I was fortunate enough to be chosen to review Science Weekly. Science Weekly is a magazine-type publication that enhances your child's knowledge in science, math, reading, and writing. Aimed at children in kindergarten to sixth grade, Science Weekly is not intended to be a stand-alone program, but rather a supplement for parents to help engage their children in the sciences.
Each issue of Science Weekly ascribes to national science standards and is written at six reading levels‚ covering grades K–6. This allows parents with two or more children to order the same topic for each child. It can’t get better. Now‚ there is no reason for a child to fall behind in science.
Each issue explores vibrant topics that engage students. The topics are varied and the issues are written in a manner suitable to the age of your student. Some of the recent topics of the publication have been: scuba diving, composting, fractions, and caves. You can view a sample issue on the website at each of the six levels.
Although the name suggests that you receive the publication weekly, I think many would be in agreement that this would actually be "too much of a good thing." At my house these would become quickly become unwanted paper clutter. The folks over at Science Weekly have realized this as well. Each issue is so full of information and activities that it is not necessary to send one out every week. Instead you get 15 publications a year. And the cost commitment is very minimal. A year subscription (15 issues) is only only $19.95 per level ordered.

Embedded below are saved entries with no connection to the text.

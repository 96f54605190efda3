//! Unified value enum covering every runtime type the engine can hold.

use std::cmp::Ordering;

use chrono::{DateTime as ChronoDateTime, FixedOffset, NaiveDate, NaiveTime};
use rust_decimal::Decimal;
use rust_decimal::prelude::ToPrimitive;

use crate::ValueKind;

/// Ordered list container.
pub type Array = Vec<Value>;

/// Keyed map container. Insertion order is preserved so repeated runs over
/// the same input produce identical iteration and error order.
pub type Object = indexmap::IndexMap<String, Value>;

/// A dynamically typed value.
///
/// This is the unit the engine reads from and writes back into the caller's
/// container: raw request input arrives as `Text`/`Array`/`Object` values and
/// leaves coerced into the declared kind.
#[derive(Debug, Clone, Default)]
pub enum Value {
    /// Null / absent value.
    #[default]
    Null,

    /// Boolean value.
    Boolean(bool),

    /// Integer number (i64).
    Integer(i64),

    /// Floating point number (f64).
    Float(f64),

    /// Arbitrary-precision decimal.
    Decimal(Decimal),

    /// UTF-8 text.
    Text(String),

    /// Ordered list of values.
    Array(Array),

    /// Keyed map of values.
    Object(Object),

    /// Calendar date (year, month, day).
    Date(NaiveDate),

    /// Time of day (hour, minute, second, fraction).
    Time(NaiveTime),

    /// Date + time + UTC offset.
    DateTime(ChronoDateTime<FixedOffset>),
}

impl Value {
    // ==================== Constructors ====================

    /// Create a null value.
    #[must_use]
    pub const fn null() -> Self {
        Self::Null
    }

    /// Create a text value from `String` or `&str`.
    pub fn text(v: impl Into<String>) -> Self {
        Self::Text(v.into())
    }

    /// Create an empty array value.
    #[must_use]
    pub fn array_empty() -> Self {
        Self::Array(Array::new())
    }

    /// Create an empty object value.
    #[must_use]
    pub fn object_empty() -> Self {
        Self::Object(Object::new())
    }

    // ==================== Type queries ====================

    /// Get the kind of this value.
    #[inline]
    #[must_use]
    pub fn kind(&self) -> ValueKind {
        match self {
            Self::Null => ValueKind::Null,
            Self::Boolean(_) => ValueKind::Boolean,
            Self::Integer(_) => ValueKind::Integer,
            Self::Float(_) => ValueKind::Float,
            Self::Decimal(_) => ValueKind::Decimal,
            Self::Text(_) => ValueKind::String,
            Self::Array(_) => ValueKind::Array,
            Self::Object(_) => ValueKind::Object,
            Self::Date(_) => ValueKind::Date,
            Self::Time(_) => ValueKind::Time,
            Self::DateTime(_) => ValueKind::DateTime,
        }
    }

    /// Check if this is null.
    #[inline]
    #[must_use]
    pub fn is_null(&self) -> bool {
        matches!(self, Self::Null)
    }

    /// Check if this is an array.
    #[inline]
    #[must_use]
    pub fn is_array(&self) -> bool {
        matches!(self, Self::Array(_))
    }

    /// Check if this is an object.
    #[inline]
    #[must_use]
    pub fn is_object(&self) -> bool {
        matches!(self, Self::Object(_))
    }

    /// Check if this is a container (array or object).
    #[inline]
    #[must_use]
    pub fn is_container(&self) -> bool {
        matches!(self, Self::Array(_) | Self::Object(_))
    }

    /// Check if this is numeric (integer, float, or decimal).
    #[inline]
    #[must_use]
    pub fn is_numeric(&self) -> bool {
        matches!(self, Self::Integer(_) | Self::Float(_) | Self::Decimal(_))
    }

    // ==================== Accessors ====================

    /// Try to get as boolean.
    #[inline]
    #[must_use]
    pub fn as_boolean(&self) -> Option<bool> {
        match self {
            Self::Boolean(b) => Some(*b),
            _ => None,
        }
    }

    /// Try to get as integer.
    #[inline]
    #[must_use]
    pub fn as_integer(&self) -> Option<i64> {
        match self {
            Self::Integer(i) => Some(*i),
            _ => None,
        }
    }

    /// Try to get as float.
    #[inline]
    #[must_use]
    pub fn as_float(&self) -> Option<f64> {
        match self {
            Self::Float(f) => Some(*f),
            _ => None,
        }
    }

    /// Try to get as decimal.
    #[inline]
    #[must_use]
    pub fn as_decimal(&self) -> Option<Decimal> {
        match self {
            Self::Decimal(d) => Some(*d),
            _ => None,
        }
    }

    /// Try to get as string slice.
    #[inline]
    #[must_use]
    pub fn as_str(&self) -> Option<&str> {
        match self {
            Self::Text(t) => Some(t.as_str()),
            _ => None,
        }
    }

    /// Try to get as array reference.
    #[inline]
    #[must_use]
    pub fn as_array(&self) -> Option<&Array> {
        match self {
            Self::Array(a) => Some(a),
            _ => None,
        }
    }

    /// Try to get as mutable array reference.
    #[inline]
    #[must_use]
    pub fn as_array_mut(&mut self) -> Option<&mut Array> {
        match self {
            Self::Array(a) => Some(a),
            _ => None,
        }
    }

    /// Try to get as object reference.
    #[inline]
    #[must_use]
    pub fn as_object(&self) -> Option<&Object> {
        match self {
            Self::Object(o) => Some(o),
            _ => None,
        }
    }

    /// Try to get as mutable object reference.
    #[inline]
    #[must_use]
    pub fn as_object_mut(&mut self) -> Option<&mut Object> {
        match self {
            Self::Object(o) => Some(o),
            _ => None,
        }
    }

    /// Try to get as date.
    #[inline]
    #[must_use]
    pub fn as_date(&self) -> Option<NaiveDate> {
        match self {
            Self::Date(d) => Some(*d),
            _ => None,
        }
    }

    /// Try to get as time of day.
    #[inline]
    #[must_use]
    pub fn as_time(&self) -> Option<NaiveTime> {
        match self {
            Self::Time(t) => Some(*t),
            _ => None,
        }
    }

    /// Try to get as datetime.
    #[inline]
    #[must_use]
    pub fn as_datetime(&self) -> Option<ChronoDateTime<FixedOffset>> {
        match self {
            Self::DateTime(dt) => Some(*dt),
            _ => None,
        }
    }

    // ==================== Ordering and length ====================

    /// Ordered comparison between two values.
    ///
    /// Numeric kinds interoperate (an integer compares against a decimal);
    /// text and temporal values compare within their own kind. Returns
    /// `None` when the pair has no defined ordering, which validation
    /// treats as a bound violation.
    #[must_use]
    pub fn compare(&self, other: &Self) -> Option<Ordering> {
        match (self, other) {
            (Self::Integer(a), Self::Integer(b)) => Some(a.cmp(b)),
            (Self::Decimal(a), Self::Decimal(b)) => Some(a.cmp(b)),
            (Self::Text(a), Self::Text(b)) => Some(a.cmp(b)),
            (Self::Date(a), Self::Date(b)) => Some(a.cmp(b)),
            (Self::Time(a), Self::Time(b)) => Some(a.cmp(b)),
            (Self::DateTime(a), Self::DateTime(b)) => Some(a.cmp(b)),
            (a, b) if a.is_numeric() && b.is_numeric() => {
                a.to_f64()?.partial_cmp(&b.to_f64()?)
            }
            _ => None,
        }
    }

    /// Length of a sized value: characters for text, element count for
    /// containers, `None` for everything else.
    #[must_use]
    pub fn length(&self) -> Option<usize> {
        match self {
            Self::Text(t) => Some(t.chars().count()),
            Self::Array(a) => Some(a.len()),
            Self::Object(o) => Some(o.len()),
            _ => None,
        }
    }

    fn to_f64(&self) -> Option<f64> {
        match self {
            Self::Integer(i) => Some(*i as f64),
            Self::Float(f) => Some(*f),
            Self::Decimal(d) => d.to_f64(),
            _ => None,
        }
    }
}

impl PartialEq for Value {
    fn eq(&self, other: &Self) -> bool {
        match (self, other) {
            (Self::Null, Self::Null) => true,
            (Self::Boolean(a), Self::Boolean(b)) => a == b,
            (Self::Integer(a), Self::Integer(b)) => a == b,
            (Self::Float(a), Self::Float(b)) => a == b,
            (Self::Decimal(a), Self::Decimal(b)) => a == b,
            (Self::Text(a), Self::Text(b)) => a == b,
            (Self::Array(a), Self::Array(b)) => a == b,
            (Self::Object(a), Self::Object(b)) => a == b,
            (Self::Date(a), Self::Date(b)) => a == b,
            (Self::Time(a), Self::Time(b)) => a == b,
            (Self::DateTime(a), Self::DateTime(b)) => a == b,
            _ => false,
        }
    }
}

// ==================== From implementations ====================

impl From<bool> for Value {
    fn from(v: bool) -> Self {
        Self::Boolean(v)
    }
}

impl From<i64> for Value {
    fn from(v: i64) -> Self {
        Self::Integer(v)
    }
}

impl From<i32> for Value {
    fn from(v: i32) -> Self {
        Self::Integer(i64::from(v))
    }
}

impl From<f64> for Value {
    fn from(v: f64) -> Self {
        Self::Float(v)
    }
}

impl From<Decimal> for Value {
    fn from(v: Decimal) -> Self {
        Self::Decimal(v)
    }
}

impl From<String> for Value {
    fn from(v: String) -> Self {
        Self::Text(v)
    }
}

impl From<&str> for Value {
    fn from(v: &str) -> Self {
        Self::Text(v.to_owned())
    }
}

impl From<NaiveDate> for Value {
    fn from(v: NaiveDate) -> Self {
        Self::Date(v)
    }
}

impl From<NaiveTime> for Value {
    fn from(v: NaiveTime) -> Self {
        Self::Time(v)
    }
}

impl From<ChronoDateTime<FixedOffset>> for Value {
    fn from(v: ChronoDateTime<FixedOffset>) -> Self {
        Self::DateTime(v)
    }
}

impl From<Array> for Value {
    fn from(v: Array) -> Self {
        Self::Array(v)
    }
}

impl From<Object> for Value {
    fn from(v: Object) -> Self {
        Self::Object(v)
    }
}

impl<T: Into<Value>> From<Option<T>> for Value {
    fn from(v: Option<T>) -> Self {
        v.map_or(Self::Null, Into::into)
    }
}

The issues we received were about The Flu. I was very impressed with the layout of the magazine. Unlike other mainstream "science" related publications, this one contained no advertisements for video games or theater movies. It was chocked full of information pertaining to various aspects of The Flu including information about germs and proper hygiene to avoid infection. Isaac's issue was simpler in content, whereas James' magazine contained enough information for several days of follow-up lessons. The publication was completely science-related and science-focused. There were no added gimmicks or "junk" in the publication.
Although we greatly enjoyed the issues we received, we have decided not to subscribe to Science Weekly at this time. The new baby has just arrived, our school year is wrapping up, spring sports started this week, and I feel that we wouldn't be able to get the full value out of the publication at this time. Next time someone suggests a magazine-type subscription gift for the boys, I am going to mention Science Weekly.
Disclaimer: As a member of the TOS homeschool review group, I received free issues of Science Weekly in exchange for an honest review on this blog. I received no other compensation.